Look through the listing for the word "listener". Copy each line that has it.
*** Block opens ***
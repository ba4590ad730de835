//! Relay REST client: session creation and historical listing

use anyhow::{Context, Result};
use hookwatch_common::{constants, CreateSessionResponse, RequestsResponse};
use reqwest::Client;
use std::time::Duration;

/// Client for the relay's non-streaming endpoints
#[derive(Clone)]
pub struct RelayClient {
    base_url: String,
    client: Client,
}

impl RelayClient {
    pub fn new(relay_url: &str) -> Result<Self> {
        let client = Client::builder()
            .timeout(Duration::from_secs(30))
            .build()
            .context("Failed to build HTTP client")?;

        Ok(Self {
            base_url: relay_url.trim().trim_end_matches('/').to_string(),
            client,
        })
    }

    /// Create a new capture session through the relay
    pub async fn create_session(&self) -> Result<CreateSessionResponse> {
        let url = format!("{}{}", self.base_url, constants::RELAY_SESSIONS_PATH);

        let response = self
            .client
            .post(&url)
            .send()
            .await
            .with_context(|| format!("Failed to reach relay at {}", self.base_url))?;

        if !response.status().is_success() {
            let status = response.status();
            let text = response.text().await.unwrap_or_default();
            anyhow::bail!("Failed to create session: {} - {}", status, text);
        }

        response
            .json::<CreateSessionResponse>()
            .await
            .context("Failed to parse session response")
    }

    /// Fetch one page of a session's captured requests, newest first
    pub async fn fetch(&self, session_id: &str, limit: usize, offset: usize) -> Result<RequestsResponse> {
        let url = format!(
            "{}{}/{}",
            self.base_url,
            constants::RELAY_REQUESTS_PREFIX,
            session_id
        );

        let response = self
            .client
            .get(&url)
            .query(&[("limit", limit), ("offset", offset)])
            .send()
            .await
            .with_context(|| format!("Failed to reach relay at {}", self.base_url))?;

        if !response.status().is_success() {
            let status = response.status();
            let text = response.text().await.unwrap_or_default();
            anyhow::bail!("Failed to fetch requests: {} - {}", status, text);
        }

        response
            .json::<RequestsResponse>()
            .await
            .context("Failed to parse requests response")
    }
}

#[cfg(test)]
mod tests {
    use super::*;
    use axum::{
        extract::{Path, Query},
        http::StatusCode,
        routing::{get, post},
        Json, Router,
    };
    use std::collections::HashMap;

    async fn spawn_relay(router: Router) -> String {
        let listener = tokio::net::TcpListener::bind("127.0.0.1:0").await.unwrap();
        let addr = listener.local_addr().unwrap();
        tokio::spawn(async move {
            axum::serve(listener, router).await.ok();
        });
        format!("http://{}/", addr)
    }

    #[tokio::test]
    async fn test_fetch_passes_paging_and_parses() {
        let router = Router::new().route(
            "/api/requests/{id}",
            get(
                |Path(id): Path<String>, Query(q): Query<HashMap<String, String>>| async move {
                    Json(serde_json::json!({
                        "session_id": id,
                        "totalCount": 42,
                        "requests": [{
                            "request_id": format!("{}-{}", q["limit"], q["offset"]),
                            "method": "POST",
                            "path": "/i/abc",
                            "timestamp": "2024-07-01T12:00:00Z"
                        }]
                    }))
                },
            ),
        );
        let client = RelayClient::new(&spawn_relay(router).await).unwrap();

        let response = client.fetch("abc", 5, 10).await.unwrap();

        assert_eq!(response.session_id.as_deref(), Some("abc"));
        assert_eq!(response.total_count, 42);
        assert_eq!(response.requests.len(), 1);
        assert_eq!(response.requests[0].request_id, "5-10");
    }

    #[tokio::test]
    async fn test_fetch_surfaces_status() {
        let router = Router::new().route(
            "/api/requests/{id}",
            get(|| async { (StatusCode::SERVICE_UNAVAILABLE, "no origin") }),
        );
        let client = RelayClient::new(&spawn_relay(router).await).unwrap();

        let err = client.fetch("abc", 5, 0).await.unwrap_err();
        assert!(err.to_string().contains("503"));
    }

    #[tokio::test]
    async fn test_create_session() {
        let router = Router::new().route(
            "/api/sessions",
            post(|| async {
                (
                    StatusCode::CREATED,
                    Json(serde_json::json!({
                        "session_id": "0190a6f2",
                        "ingestion_url": "https://hooks.example.com/i/0190a6f2",
                        "stream_url": "https://hooks.example.com/s/0190a6f2",
                        "requests_url": "https://hooks.example.com/r/0190a6f2",
                        "expires_at": "2024-07-02T12:00:00+00:00"
                    })),
                )
            }),
        );
        let client = RelayClient::new(&spawn_relay(router).await).unwrap();

        let session = client.create_session().await.unwrap();

        assert_eq!(session.session_id, "0190a6f2");
        assert_eq!(session.ingestion_url, "https://hooks.example.com/i/0190a6f2");
    }

    #[tokio::test]
    async fn test_create_session_surfaces_status() {
        let router = Router::new().route(
            "/api/sessions",
            post(|| async { (StatusCode::TOO_MANY_REQUESTS, "Slow down") }),
        );
        let client = RelayClient::new(&spawn_relay(router).await).unwrap();

        let err = client.create_session().await.unwrap_err();
        assert!(err.to_string().contains("429"));
        assert!(err.to_string().contains("Slow down"));
    }
}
*** Block closes ***
**Result of the task:**
        let listener = tokio::net::TcpListener::bind("127.0.0.1:0").await.unwrap();
        let addr = listener.local_addr().unwrap();
            axum::serve(listener, router).await.ok();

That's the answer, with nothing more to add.